E2F-1 cooperates with topoisomerase II inhibition and DNA damage to selectively augment p53-independent apoptosis

Mutations in the retinoblastoma (pRb) tumor suppressor pathway including its cyclin-cdk regulatory kinases, or cdk inhibitors, are a hallmark of most cancers and allow unrestrained E2F-1 transcription factor activity, which leads to unregulated G(1)-to-S-phase cell cycle progression. Moderate levels of E2F-1 overexpression are tolerated in interleukin 3 (IL3)-dependent 32D.3 myeloid progenitor cells, yet this induces apoptosis when these cells are deprived of IL-3. However, when E2F activity is augmented by coexpression of its heterodimeric partner, DP-1, the effects of survival factors are abrogated. To determine whether enforced E2F-1 expression selectively sensitizes cells to cytotoxic agents, we examined the effects of chemotherapeutic agents and radiation used in cancer therapy.

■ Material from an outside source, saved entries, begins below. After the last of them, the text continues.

//! FileMedia trait - random-access byte source for CHD payloads.

use std::fs::File;
use std::io::{self, Read, Seek, SeekFrom};
use std::path::{Path, PathBuf};
use std::sync::Mutex;

/// Abstract byte source that compressed blocks are read from.
///
/// Implementations are shared between worker threads, so reads take
/// `&self`. The library provides [`LocalFileMedia`] for files on disk and
/// [`StreamMedia`] for any seekable reader.
pub trait FileMedia: Send + Sync {
    /// Total length of the source in bytes.
    fn len(&self) -> u64;

    fn is_empty(&self) -> bool {
        self.len() == 0
    }

    /// Fill `buf` with the bytes starting at `offset`.
    fn read_exact_at(&self, offset: u64, buf: &mut [u8]) -> io::Result<()>;
}

/// Local file implementation.
#[derive(Debug)]
pub struct LocalFileMedia {
    path: PathBuf,
    length: u64,
    file: Mutex<File>,
}

impl LocalFileMedia {
    pub fn open(path: impl AsRef<Path>) -> io::Result<Self> {
        let path = path.as_ref().to_path_buf();
        let file = File::open(&path)?;
        let length = file.metadata()?.len();
        Ok(Self {
            path,
            length,
            file: Mutex::new(file),
        })
    }

    pub fn path(&self) -> &Path {
        &self.path
    }
}

impl FileMedia for LocalFileMedia {
    fn len(&self) -> u64 {
        self.length
    }

    fn read_exact_at(&self, offset: u64, buf: &mut [u8]) -> io::Result<()> {
        let mut file = self
            .file
            .lock()
            .map_err(|_| io::Error::other("file lock poisoned"))?;
        file.seek(SeekFrom::Start(offset))?;
        file.read_exact(buf)
    }
}

/// Any `Read + Seek` source, serialized behind a mutex.
pub struct StreamMedia<R> {
    inner: Mutex<R>,
    length: u64,
}

impl<R: Read + Seek> StreamMedia<R> {
    pub fn new(mut reader: R) -> io::Result<Self> {
        let length = reader.seek(SeekFrom::End(0))?;
        Ok(Self {
            inner: Mutex::new(reader),
            length,
        })
    }

    pub fn into_inner(self) -> R {
        match self.inner.into_inner() {
            Ok(reader) => reader,
            Err(poisoned) => poisoned.into_inner(),
        }
    }
}

impl<R: Read + Seek + Send> FileMedia for StreamMedia<R> {
    fn len(&self) -> u64 {
        self.length
    }

    fn read_exact_at(&self, offset: u64, buf: &mut [u8]) -> io::Result<()> {
        let mut reader = self
            .inner
            .lock()
            .map_err(|_| io::Error::other("reader lock poisoned"))?;
        reader.seek(SeekFrom::Start(offset))?;
        reader.read_exact(buf)
    }
}

impl FileMedia for [u8] {
    fn len(&self) -> u64 {
        <[u8]>::len(self) as u64
    }

    fn read_exact_at(&self, offset: u64, buf: &mut [u8]) -> io::Result<()> {
        let start = usize::try_from(offset)
            .ok()
            .filter(|&start| start <= <[u8]>::len(self))
            .ok_or_else(|| io::Error::from(io::ErrorKind::UnexpectedEof))?;
        let src = self[start..]
            .get(..buf.len())
            .ok_or_else(|| io::Error::from(io::ErrorKind::UnexpectedEof))?;
        buf.copy_from_slice(src);
        Ok(())
    }
}

impl FileMedia for Vec<u8> {
    fn len(&self) -> u64 {
        self.as_slice().len() as u64
    }

    fn read_exact_at(&self, offset: u64, buf: &mut [u8]) -> io::Result<()> {
        self.as_slice().read_exact_at(offset, buf)
    }
}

E2F-1 overexpression in the myeloid cells preferentially sensitized cells to apoptosis when they were treated with the topoisomerase II inhibitor etoposide. Although E2F-1 alone induces moderate levels of p53 and treatment with drugs markedly increased p53, the deleterious effects of etoposide in E2F-1-overexpressing cells were independent of p53 accumulation. Coexpression of Bcl-2 and E2F-1 in 32D.3 cells protected them from etoposide-mediated apoptosis. However, Bcl-2 also prevented apoptosis of these cells upon exposure to 5-fluorouracil and doxorubicin, which were also cytotoxic for control cells. Pretreating E2F-1-expressing cells with ICRF-193, a second topoisomerase II inhibitor that does not damage DNA, protected the cells from etoposide-induced apoptosis. However, ICRF-193 cooperated with DNA-damaging agents to induce apoptosis. Therefore, topoisomerase II inhibition and DNA damage can cooperate to selectively induce p53-independent apoptosis in cells that have unregulated E2F-1 activity resulting from mutations in the pRb pathway.